Esta é a primeira vez que a revisão desses casos faz parte do mutirão carcerário promovido anualmente pelo Conselho Nacional de Justiça (CNJ).
Há um ano, o Supremo Tribunal Federal (STF) descriminalizou o porte de maconha para uso pessoal. A substância não foi legalizada, mas foi decidido que o usuário não é criminoso e, portanto, não pode ser condenado criminalmente.
O Supremo também estipulou que, quando uma pessoa é pega com até 40 gramas ou seis pés de maconha, a Justiça deve presumir que ela é usuária, e não traficante.
No entanto, se a pessoa tiver outros elementos que indiquem o comércio de maconha — como saquinhos plásticos, balança de precisão e caderno de contabilidade —, ela continua podendo ser enquadrada como traficante, mesmo que a quantidade da erva seja inferior a 40 gramas.
O STF encarregou o CNJ de coordenar mutirões para rever as condenações por tráfico de drogas. Até o dia 30 de julho, os tribunais de Justiça estaduais e os tribunais regionais federais (TRFs) vão reanalisar casos de pessoas que, de acordo com esses critérios, eram usuárias, mas estão ilegalmente presas como traficantes.
Descriminalizar o porte de maconha para uso pessoal não é legalizar e nem despenalizar
Mudança de traficante para usuário
Pelo país, magistrados têm ocasionalmente alterado o enquadramento de traficante para usuário quando a quantidade de maconha apreendida foi inferior a 40 gramas.

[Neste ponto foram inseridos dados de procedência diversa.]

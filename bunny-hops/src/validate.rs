//! Pre-planning checks on a decoded packaging request.
//!
//! Every check reports the first problem it finds as a validation error,
//! with a message meant to be shown to the user verbatim.

use crate::config::HOPS_VERSION;
use crate::error::{HopsError, HopsResult};
use crate::hops::{App, Hops, Kernel, Platform, Rootfs};
use semver::Version;

/// Run every check in the order the fields appear in a bunnyfile.
///
/// # Errors
///
/// Returns the first validation error found.
pub fn validate(hops: &Hops) -> HopsResult<()> {
    check_version(&hops.version)?;
    validate_platform(&hops.platform)?;
    validate_kernel(&hops.kernel, hops.app.as_ref())?;
    validate_rootfs(&hops.rootfs)?;
    validate_envs(&hops.envs)
}

/// Reject missing versions and versions newer than [`HOPS_VERSION`].
///
/// # Errors
///
/// Returns a validation error for empty, unparsable or unsupported versions.
pub fn check_version(version: &str) -> HopsResult<()> {
    if version.is_empty() {
        return Err(HopsError::Validation("The version field is necessary".into()));
    }
    let supported = parse_version(HOPS_VERSION).ok_or_else(|| {
        HopsError::Invariant(format!("Could not parse hops API version {HOPS_VERSION}"))
    })?;
    let requested = parse_version(version).ok_or_else(|| {
        HopsError::Validation(format!("Could not parse version in user bunnyfile {version}"))
    })?;
    if requested > supported {
        return Err(HopsError::Validation(format!(
            "Unsupported version {version}. Please use {HOPS_VERSION} or earlier"
        )));
    }
    Ok(())
}

/// Accepts a leading `v` and missing minor or patch components.
fn parse_version(raw: &str) -> Option<Version> {
    let trimmed = raw.trim().trim_start_matches(['v', 'V']);
    let (core, suffix) = trimmed
        .find(['-', '+'])
        .map_or((trimmed, ""), |index| trimmed.split_at(index));
    let mut parts: Vec<&str> = core.split('.').collect();
    if parts.len() > 3 {
        return None;
    }
    while parts.len() < 3 {
        parts.push("0");
    }
    Version::parse(&format!("{}{suffix}", parts.join("."))).ok()
}

/// # Errors
///
/// Fails when framework or monitor is missing.
pub fn validate_platform(platform: &Platform) -> HopsResult<()> {
    if platform.framework.is_empty() {
        return Err(HopsError::Validation(
            "The framework field of platforms is necessary".into(),
        ));
    }
    if platform.monitor.is_empty() {
        return Err(HopsError::Validation(
            "The monitor field of platforms is necessary".into(),
        ));
    }
    Ok(())
}

/// The kernel section may only be left out when application sources are
/// given instead.
///
/// # Errors
///
/// Fails when `from` or `path` is missing and no app is declared.
pub fn validate_kernel(kernel: &Kernel, app: Option<&App>) -> HopsResult<()> {
    if let Some(app) = app {
        if kernel.from.is_empty() && kernel.path.is_empty() {
            return validate_app(app);
        }
    }
    if kernel.from.is_empty() {
        return Err(HopsError::Validation("The from field of kernel is necessary".into()));
    }
    if kernel.path.is_empty() {
        return Err(HopsError::Validation("The path field of kernel is necessary".into()));
    }
    Ok(())
}

/// # Errors
///
/// Fails when the app name or source is missing.
pub fn validate_app(app: &App) -> HopsResult<()> {
    if app.name.is_empty() {
        return Err(HopsError::Validation("The name field of app is necessary".into()));
    }
    if app.from.is_empty() {
        return Err(HopsError::Validation("The from field of app is necessary".into()));
    }
    Ok(())
}

/// # Errors
///
/// Fails on contradictory combinations of `from`, `path`, `type` and
/// `include`.
pub fn validate_rootfs(rootfs: &Rootfs) -> HopsResult<()> {
    if rootfs.is_scratch() && !rootfs.path.is_empty() {
        return Err(HopsError::Validation(
            "The from field of rootfs can not be empty or scratch, if path is set".into(),
        ));
    }
    if !rootfs.path.is_empty() && rootfs.rootfs_type == "raw" {
        return Err(HopsError::Validation(
            "The path field in rootfs can not be combined with a raw rootfs".into(),
        ));
    }
    if rootfs.from == "local" && rootfs.rootfs_type == "raw" {
        return Err(HopsError::Validation(
            "If type of rootfs is raw, then from can not be local".into(),
        ));
    }
    if !rootfs.includes.is_empty() && !rootfs.is_scratch() {
        return Err(HopsError::Validation(
            "Adding files to an existing rootfs is not yet supported".into(),
        ));
    }
    for entry in &rootfs.includes {
        if entry.split(':').next().is_none_or(str::is_empty) {
            return Err(HopsError::Validation(format!(
                "Invalid syntax in rootfs include {entry:?}. \
                 An entry can not have its first part empty"
            )));
        }
    }
    Ok(())
}

/// # Errors
///
/// Fails for entries that are not `KEY=VALUE`.
pub fn validate_envs(envs: &[String]) -> HopsResult<()> {
    for env in envs {
        match env.split_once('=') {
            Some((key, _)) if !key.is_empty() => {}
            _ => {
                return Err(HopsError::Validation(format!(
                    "Invalid environment variable {env:?}. Expected KEY=VALUE"
                )));
            }
        }
    }
    Ok(())
}

#[cfg(test)]
mod tests {
    use super::*;
    use crate::error::ErrorKind;

    fn message(result: HopsResult<()>) -> String {
        let err = result.unwrap_err();
        assert_eq!(err.kind(), ErrorKind::Validation);
        err.to_string()
    }

    #[test]
    fn test_version() {
        assert!(check_version("v0.1").is_ok());
        assert!(check_version("0.1").is_ok());
        assert!(check_version("0.0.9").is_ok());
        assert!(check_version("v0.1.0").is_ok());
        assert_eq!(message(check_version("")), "The version field is necessary");
        assert_eq!(
            message(check_version("0.2")),
            "Unsupported version 0.2. Please use v0.1 or earlier"
        );
        assert!(message(check_version("0.1.1")).starts_with("Unsupported version"));
        assert!(message(check_version("latest")).starts_with("Could not parse version"));
        assert!(message(check_version("1.2.3.4")).starts_with("Could not parse version"));
    }

    #[test]
    fn test_platform() {
        let platform = Platform {
            framework: "unikraft".into(),
            monitor: "qemu".into(),
            ..Platform::default()
        };
        assert!(validate_platform(&platform).is_ok());

        let no_framework = Platform {
            framework: String::new(),
            ..platform.clone()
        };
        assert_eq!(
            message(validate_platform(&no_framework)),
            "The framework field of platforms is necessary"
        );

        let no_monitor = Platform {
            monitor: String::new(),
            ..platform
        };
        assert_eq!(
            message(validate_platform(&no_monitor)),
            "The monitor field of platforms is necessary"
        );
    }

    #[test]
    fn test_kernel() {
        let kernel = Kernel {
            from: "local".into(),
            path: "kernel".into(),
        };
        assert!(validate_kernel(&kernel, None).is_ok());
        assert_eq!(
            message(validate_kernel(&Kernel::default(), None)),
            "The from field of kernel is necessary"
        );
        assert_eq!(
            message(validate_kernel(
                &Kernel {
                    from: "local".into(),
                    path: String::new()
                },
                None
            )),
            "The path field of kernel is necessary"
        );
    }

    #[test]
    fn test_kernel_replaced_by_app() {
        let app = App {
            name: "hello".into(),
            from: "https://github.com/cloudkernels/rumprun-hello".into(),
            branch: "main".into(),
        };
        assert!(validate_kernel(&Kernel::default(), Some(&app)).is_ok());

        let nameless = App {
            name: String::new(),
            ..app
        };
        assert_eq!(
            message(validate_kernel(&Kernel::default(), Some(&nameless))),
            "The name field of app is necessary"
        );
    }

    #[test]
    fn test_rootfs() {
        let ok = Rootfs {
            includes: vec!["a:b".into(), "c".into()],
            ..Rootfs::default()
        };
        assert!(validate_rootfs(&ok).is_ok());

        let cases = [
            (
                Rootfs {
                    path: "rootfs".into(),
                    ..Rootfs::default()
                },
                "The from field of rootfs can not be empty or scratch, if path is set",
            ),
            (
                Rootfs {
                    from: "harbor.nbfc.io/rootfs".into(),
                    path: "rootfs".into(),
                    rootfs_type: "raw".into(),
                    includes: Vec::new(),
                },
                "The path field in rootfs can not be combined with a raw rootfs",
            ),
            (
                Rootfs {
                    from: "local".into(),
                    rootfs_type: "raw".into(),
                    ..Rootfs::default()
                },
                "If type of rootfs is raw, then from can not be local",
            ),
            (
                Rootfs {
                    from: "harbor.nbfc.io/rootfs".into(),
                    includes: vec!["a".into()],
                    ..Rootfs::default()
                },
                "Adding files to an existing rootfs is not yet supported",
            ),
        ];
        for (rootfs, expected) in cases {
            assert_eq!(message(validate_rootfs(&rootfs)), expected);
        }

        let empty_source = Rootfs {
            from: String::new(),
            includes: vec![":b".into()],
            ..Rootfs::default()
        };
        assert!(
            message(validate_rootfs(&empty_source)).starts_with("Invalid syntax in rootfs include")
        );
    }

    #[test]
    fn test_envs() {
        assert!(validate_envs(&["A=1".into(), "B=".into()]).is_ok());
        assert!(message(validate_envs(&["=1".into()])).starts_with("Invalid environment variable"));
        assert!(
            message(validate_envs(&["PATH".into()])).starts_with("Invalid environment variable")
        );
    }
}
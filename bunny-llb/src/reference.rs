use crate::error::{LlbError, LlbResult};

const DEFAULT_DOMAIN: &str = "docker.io";
const LEGACY_DOMAIN: &str = "index.docker.io";
const OFFICIAL_NAMESPACE: &str = "library";
const DEFAULT_TAG: &str = "latest";

/// Normalize an image reference the way container registries resolve it.
///
/// Short names gain the default registry and the `library/` namespace, a
/// missing tag becomes `latest`:
///
/// ```
/// use bunny_llb::normalize_image_reference;
///
/// assert_eq!(
///     normalize_image_reference("alpine").unwrap(),
///     "docker.io/library/alpine:latest"
/// );
/// assert_eq!(
///     normalize_image_reference("harbor.nbfc.io/nubificus/app").unwrap(),
///     "harbor.nbfc.io/nubificus/app:latest"
/// );
/// ```
///
/// # Errors
///
/// Returns `LlbError::InvalidReference` when the reference does not follow
/// the distribution reference grammar.
pub fn normalize_image_reference(reference: &str) -> LlbResult<String> {
    let invalid =
        |reason: &str| LlbError::InvalidReference(reference.to_string(), reason.to_string());

    if reference.is_empty() {
        return Err(invalid("reference is empty"));
    }
    if reference.chars().any(char::is_whitespace) {
        return Err(invalid("reference contains whitespace"));
    }

    let (named, digest) = match reference.split_once('@') {
        Some((named, digest)) => (named, Some(digest)),
        None => (reference, None),
    };

    if let Some(digest) = digest {
        let valid = digest
            .split_once(':')
            .is_some_and(|(algorithm, hex)| {
                !algorithm.is_empty()
                    && hex.len() >= 32
                    && hex.chars().all(|c| c.is_ascii_hexdigit())
            });
        if !valid {
            return Err(invalid("malformed digest"));
        }
    }

    let last_slash = named.rfind('/');
    let (name, tag) = match named.rfind(':') {
        Some(colon) if last_slash.is_none_or(|slash| colon > slash) => {
            (&named[..colon], Some(&named[colon + 1..]))
        }
        _ => (named, None),
    };

    if let Some(tag) = tag {
        if !valid_tag(tag) {
            return Err(invalid("malformed tag"));
        }
    }

    let (domain, path) = split_domain(name);
    for component in path.split('/') {
        if !valid_path_component(component) {
            return Err(invalid(
                "repository name must be lowercase alphanumerics separated by '.', '_' or '-'",
            ));
        }
    }

    let mut normalized = format!("{domain}/{path}");
    match (tag, digest) {
        (Some(tag), _) => {
            normalized.push(':');
            normalized.push_str(tag);
        }
        (None, None) => {
            normalized.push(':');
            normalized.push_str(DEFAULT_TAG);
        }
        (None, Some(_)) => {}
    }
    if let Some(digest) = digest {
        normalized.push('@');
        normalized.push_str(digest);
    }

    Ok(normalized)
}

fn split_domain(name: &str) -> (&str, String) {
    match name.split_once('/') {
        Some((first, rest)) if first.contains(['.', ':']) || first == "localhost" => {
            let domain = if first == LEGACY_DOMAIN { DEFAULT_DOMAIN } else { first };
            (domain, rest.to_string())
        }
        Some(_) => (DEFAULT_DOMAIN, name.to_string()),
        None => (DEFAULT_DOMAIN, format!("{OFFICIAL_NAMESPACE}/{name}")),
    }
}

fn valid_path_component(component: &str) -> bool {
    let bytes = component.as_bytes();
    let (Some(first), Some(last)) = (bytes.first(), bytes.last()) else {
        return false;
    };
    if !first.is_ascii_alphanumeric() || !last.is_ascii_alphanumeric() {
        return false;
    }
    bytes
        .iter()
        .all(|b| b.is_ascii_lowercase() || b.is_ascii_digit() || matches!(b, b'.' | b'_' | b'-'))
}

fn valid_tag(tag: &str) -> bool {
    let mut chars = tag.chars();
    let Some(first) = chars.next() else {
        return false;
    };
    tag.len() <= 128
        && (first.is_ascii_alphanumeric() || first == '_')
        && chars.all(|c| c.is_ascii_alphanumeric() || matches!(c, '_' | '.' | '-'))
}
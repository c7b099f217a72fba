//! Graph-builder primitives.
//!
//! Every function here is a pure function of its arguments: calling it twice
//! with the same inputs yields structurally identical graphs, which the
//! execution engine relies on to deduplicate work.

use crate::config::HopsConfig;
use crate::error::{HopsError, HopsResult};
use crate::plan::PackCopy;
use bunny_llb::{CopyOptions, ExecBuilder, MountOptions, Platform, SourceOptions, State};
use tracing::debug;

/// One parsed `src[:dst]` include entry.
#[derive(Debug, Clone, PartialEq, Eq)]
pub struct Include {
    pub src: String,
    pub dst: String,
}

impl Include {
    /// Parse `src[:dst]`; the destination defaults to the source path.
    ///
    /// # Errors
    ///
    /// Returns a resolution error for an empty source or more than one `:`.
    pub fn parse(entry: &str) -> HopsResult<Self> {
        let parts: Vec<&str> = entry.split(':').collect();
        match parts.as_slice() {
            [src] | [src, ""] if !src.is_empty() => Ok(Self {
                src: (*src).to_string(),
                dst: (*src).to_string(),
            }),
            [src, dst] if !src.is_empty() => Ok(Self {
                src: (*src).to_string(),
                dst: (*dst).to_string(),
            }),
            _ => Err(HopsError::Resolution(format!(
                "Invalid format of the file list to copy: {entry:?}"
            ))),
        }
    }
}

/// Copy every include entry out of `from` onto `to`, each copy building on
/// the previous one.
///
/// # Errors
///
/// Returns a resolution error for a malformed entry.
pub fn files_llb(
    includes: &[String],
    from: &State,
    to: &State,
    owner: Option<u32>,
) -> HopsResult<State> {
    let mut state = to.clone();
    for entry in includes {
        let include = Include::parse(entry)?;
        state = state.copy_with(
            from,
            &include.src,
            &include.dst,
            CopyOptions {
                create_dest_path: true,
                owner,
            },
        );
    }
    Ok(state)
}

/// Apply one planned copy onto `to`.
#[must_use]
pub fn copy_llb(to: &State, copy: &PackCopy) -> State {
    to.copy(&copy.state, &copy.src, &copy.dst)
}

/// Pack the content of `content` into a newc cpio archive.
///
/// The result is an otherwise empty state holding the archive at the
/// canonical rootfs path.
///
/// # Errors
///
/// Fails only if the artifact mount cannot be found, which would be a bug.
pub fn initrd_llb(content: &State, config: &HopsConfig) -> HopsResult<State> {
    let toolset = State::image_with(
        config.archive_image.as_str(),
        SourceOptions {
            platform: None,
            custom_name: Some("Internal:Create initrd".to_string()),
        },
    )
    .mkdir("/tmp", 0o755);

    let archive = format!(
        "find . -depth -print | tac | bsdcpio -o --format newc > {}",
        config.rootfs_path
    );
    let exec = toolset
        .dir(&config.work_dir)
        .run(["sh", "-c", archive.as_str()])
        .mount(
            &config.work_dir,
            content,
            MountOptions {
                readonly: true,
                selector: None,
            },
        );

    artifacts(exec, &config.output_dir)
}

/// Finish `exec` with a fresh `out_dir` mount and return what the command
/// left in it.
///
/// # Errors
///
/// Fails only if the artifact mount cannot be found, which would be a bug.
pub fn artifacts(exec: ExecBuilder, out_dir: &str) -> HopsResult<State> {
    let target = State::scratch().mkdir(out_dir, 0o755);
    let exec = exec
        .mount(
            out_dir,
            &target,
            MountOptions {
                readonly: false,
                selector: Some(out_dir.to_string()),
            },
        )
        .build();
    exec.mount_output(out_dir)
        .map_err(|e| HopsError::Invariant(format!("Missing artifact mount {out_dir}: {e}")))
}

/// Map a symbolic base reference to a source state.
///
/// `scratch` (or nothing) is the empty filesystem. Builder-hub images are
/// published per monitor, so they are pulled for `<monitor>/<host arch>`.
#[must_use]
pub fn base_llb(reference: &str, monitor: &str, config: &HopsConfig) -> State {
    if reference.is_empty() || reference == "scratch" {
        return State::scratch();
    }
    if config.is_builder_hub(reference) {
        let os = if monitor == "firecracker" { "fc" } else { monitor };
        let platform = Platform::new(os, config.host_arch.as_str());
        debug!(%reference, %platform, "Pinning builder hub image");
        return State::image_with(
            reference,
            SourceOptions {
                platform: Some(platform),
                custom_name: None,
            },
        );
    }
    State::image(reference)
}
use crate::domain::{MovieDetail, MovieSummary};
use async_trait::async_trait;
use chrono::NaiveDate;
use serde::Deserialize;
use thiserror::Error;

#[derive(Error, Debug, Clone, PartialEq, Eq)]
pub enum LookupError {
    #[error("Movie not found: {0}")]
    NotFound(i64),

    #[error("Catalog unavailable: {0}")]
    Transport(String),
}

impl From<reqwest::Error> for LookupError {
    fn from(e: reqwest::Error) -> Self {
        LookupError::Transport(e.to_string())
    }
}

/// Remote source of movie metadata.
#[async_trait]
pub trait Catalog: Send + Sync {
    /// First result page for `word`; an empty word lists popular movies.
    async fn search(&self, word: &str) -> Result<Vec<MovieSummary>, LookupError>;

    async fn lookup(&self, movie_id: i64) -> Result<MovieDetail, LookupError>;
}

/// TMDB v3 REST client.
pub struct TmdbCatalog {
    client: reqwest::Client,
    base_url: String,
    api_key: String,
    language: String,
}

#[derive(Deserialize)]
struct SearchPage {
    #[serde(default)]
    results: Vec<SearchHit>,
}

#[derive(Deserialize)]
struct SearchHit {
    id: i64,
    #[serde(default)]
    title: String,
    #[serde(default)]
    poster_path: Option<String>,
    #[serde(default)]
    vote_average: f64,
}

#[derive(Deserialize)]
struct DetailBody {
    id: i64,
    #[serde(default)]
    title: String,
    #[serde(default)]
    poster_path: Option<String>,
    #[serde(default)]
    vote_average: f64,
    #[serde(default)]
    overview: Option<String>,
    #[serde(default)]
    genres: Vec<Genre>,
    #[serde(default)]
    runtime: Option<u32>,
    #[serde(default)]
    release_date: Option<String>,
}

#[derive(Deserialize)]
struct Genre {
    name: String,
}

impl From<SearchHit> for MovieSummary {
    fn from(hit: SearchHit) -> Self {
        MovieSummary {
            id: hit.id,
            title: hit.title,
            poster_path: hit.poster_path.unwrap_or_default(),
            score: hit.vote_average,
        }
    }
}

impl From<DetailBody> for MovieDetail {
    fn from(body: DetailBody) -> Self {
        MovieDetail {
            id: body.id,
            title: body.title,
            poster_path: body.poster_path.unwrap_or_default(),
            score: body.vote_average,
            description: body.overview.unwrap_or_default(),
            categories: body
                .genres
                .into_iter()
                .map(|g| g.name)
                .collect::<Vec<_>>()
                .join(", "),
            running_time_minutes: body.runtime.unwrap_or(0),
            release_date: body
                .release_date
                .as_deref()
                .and_then(|d| NaiveDate::parse_from_str(d, "%Y-%m-%d").ok()),
        }
    }
}

impl TmdbCatalog {
    pub fn new(base_url: &str, api_key: &str, language: &str) -> Self {
        Self {
            client: reqwest::Client::new(),
            base_url: base_url.trim_end_matches('/').to_string(),
            api_key: api_key.to_string(),
            language: language.to_string(),
        }
    }

    async fn get(&self, path: &str, extra: &[(&str, &str)]) -> Result<reqwest::Response, LookupError> {
        let mut query = vec![("api_key", self.api_key.as_str()), ("language", self.language.as_str())];
        query.extend_from_slice(extra);
        let response = self
            .client
            .get(format!("{}{}", self.base_url, path))
            .query(&query)
            .send()
            .await?;
        Ok(response)
    }
}

#[async_trait]
impl Catalog for TmdbCatalog {
    async fn search(&self, word: &str) -> Result<Vec<MovieSummary>, LookupError> {
        let response = if word.is_empty() {
            self.get("/movie/popular", &[("page", "1")]).await?
        } else {
            self.get("/search/movie", &[("query", word), ("page", "1")]).await?
        };
        let page: SearchPage = response.error_for_status()?.json().await?;
        Ok(page.results.into_iter().map(MovieSummary::from).collect())
    }

    async fn lookup(&self, movie_id: i64) -> Result<MovieDetail, LookupError> {
        let response = self.get(&format!("/movie/{movie_id}"), &[]).await?;
        if response.status() == reqwest::StatusCode::NOT_FOUND {
            return Err(LookupError::NotFound(movie_id));
        }
        let body: DetailBody = response.error_for_status()?.json().await?;
        Ok(body.into())
    }
}

#[cfg(test)]
mod tests {
    use super::*;

    #[test]
    fn test_detail_body_mapping() {
        let body: DetailBody = serde_json::from_value(serde_json::json!({
            "id": 603,
            "title": "The Matrix",
            "poster_path": "/m.jpg",
            "vote_average": 8.2,
            "overview": "Neo wakes up.",
            "genres": [{ "id": 28, "name": "Action" }, { "id": 878, "name": "Science Fiction" }],
            "runtime": 136,
            "release_date": "1999-03-30"
        }))
        .unwrap();

        let detail = MovieDetail::from(body);
        assert_eq!(detail.categories, "Action, Science Fiction");
        assert_eq!(detail.running_time_minutes, 136);
        assert_eq!(detail.release_date, NaiveDate::from_ymd_opt(1999, 3, 30));
        assert_eq!(detail.poster_path, "/m.jpg");
    }

    #[test]
    fn test_detail_body_tolerates_nulls_and_blank_dates() {
        let body: DetailBody = serde_json::from_value(serde_json::json!({
            "id": 1,
            "poster_path": null,
            "overview": null,
            "runtime": null,
            "release_date": ""
        }))
        .unwrap();

        let detail = MovieDetail::from(body);
        assert_eq!(detail.poster_path, "");
        assert_eq!(detail.categories, "");
        assert_eq!(detail.running_time_minutes, 0);
        assert!(detail.release_date.is_none());
    }

    #[test]
    fn test_search_page_mapping() {
        let page: SearchPage = serde_json::from_value(serde_json::json!({
            "page": 1,
            "results": [{ "id": 7, "title": "Seven", "poster_path": null, "vote_average": 8.4 }]
        }))
        .unwrap();

        let summaries: Vec<MovieSummary> = page.results.into_iter().map(Into::into).collect();
        assert_eq!(summaries.len(), 1);
        assert_eq!(summaries[0].id, 7);
        assert_eq!(summaries[0].poster_path, "");
    }

    #[test]
    fn test_lookup_error_messages() {
        assert_eq!(LookupError::NotFound(9).to_string(), "Movie not found: 9");
        assert!(LookupError::Transport("timeout".into()).to_string().contains("timeout"));
    }
}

No último dia 6, por exemplo, a 4ª Câmara Criminal do Tribunal de Justiça de Minas Gerais absolveu um homem de Sete Lagoas que havia sido condenado, em primeira instância, a 7 anos e 3 meses de prisão por tráfico de drogas. Ele havia sido pego com dois tabletes de maconha em maio de 2018.
“Foram arrecadados 20,43 gramas de maconha, quantidade que, malgrado não seja ínfima, por si só, não prenuncia a narcotraficância e não é incompatível com o consumo próprio. Também não foi encontrado nenhum petrecho próprio para o tráfico de drogas ou qualquer outro indicativo de sua prática”, escreveu o desembargador Eduardo Brum em seu voto.
“Tendo em vista que o excelso STF […] fixou, dentre outras teses, a de que ‘não comete infração penal quem adquirir, guardar, tiver em depósito, transportar ou trouxer consigo, para consumo pessoal, a substância cannabis sativa, sem prejuízo do reconhecimento da ilicitude extrapenal da conduta, com apreensão da droga e aplicação de sanções de advertência sobre os efeitos dela e medida educativa de comparecimento a programa ou curso educativo’, absolvo Henrique.”
Mãe de detento é presa ao tentar entrar em penitenciária de Guareí (SP) com maconha escondida no chinelo
Polícia Penal/Divulgação
Casos reais
Decisões como essa são encontradas na maioria dos tribunais estaduais. Porém, como apontou um levantamento do g1 em outubro do ano passado, a maior parte dos condenados por tráfico não tem conseguido ser reenquadrada como usuária para escapar da punição criminal.
Na ocasião, o g1 analisou 176 acórdãos — decisões de segunda instância tomadas por um grupo de desembargadores — dos 27 Tribunais de Justiça dos estados e do Distrito Federal que citavam a decisão do Supremo.
No Rio de Janeiro, por exemplo, em apenas um dos acórdãos lidos pela reportagem o tribunal entendeu que o réu deveria ser reenquadrado como usuário. Em outros 11, as condenações por tráfico foram mantidas.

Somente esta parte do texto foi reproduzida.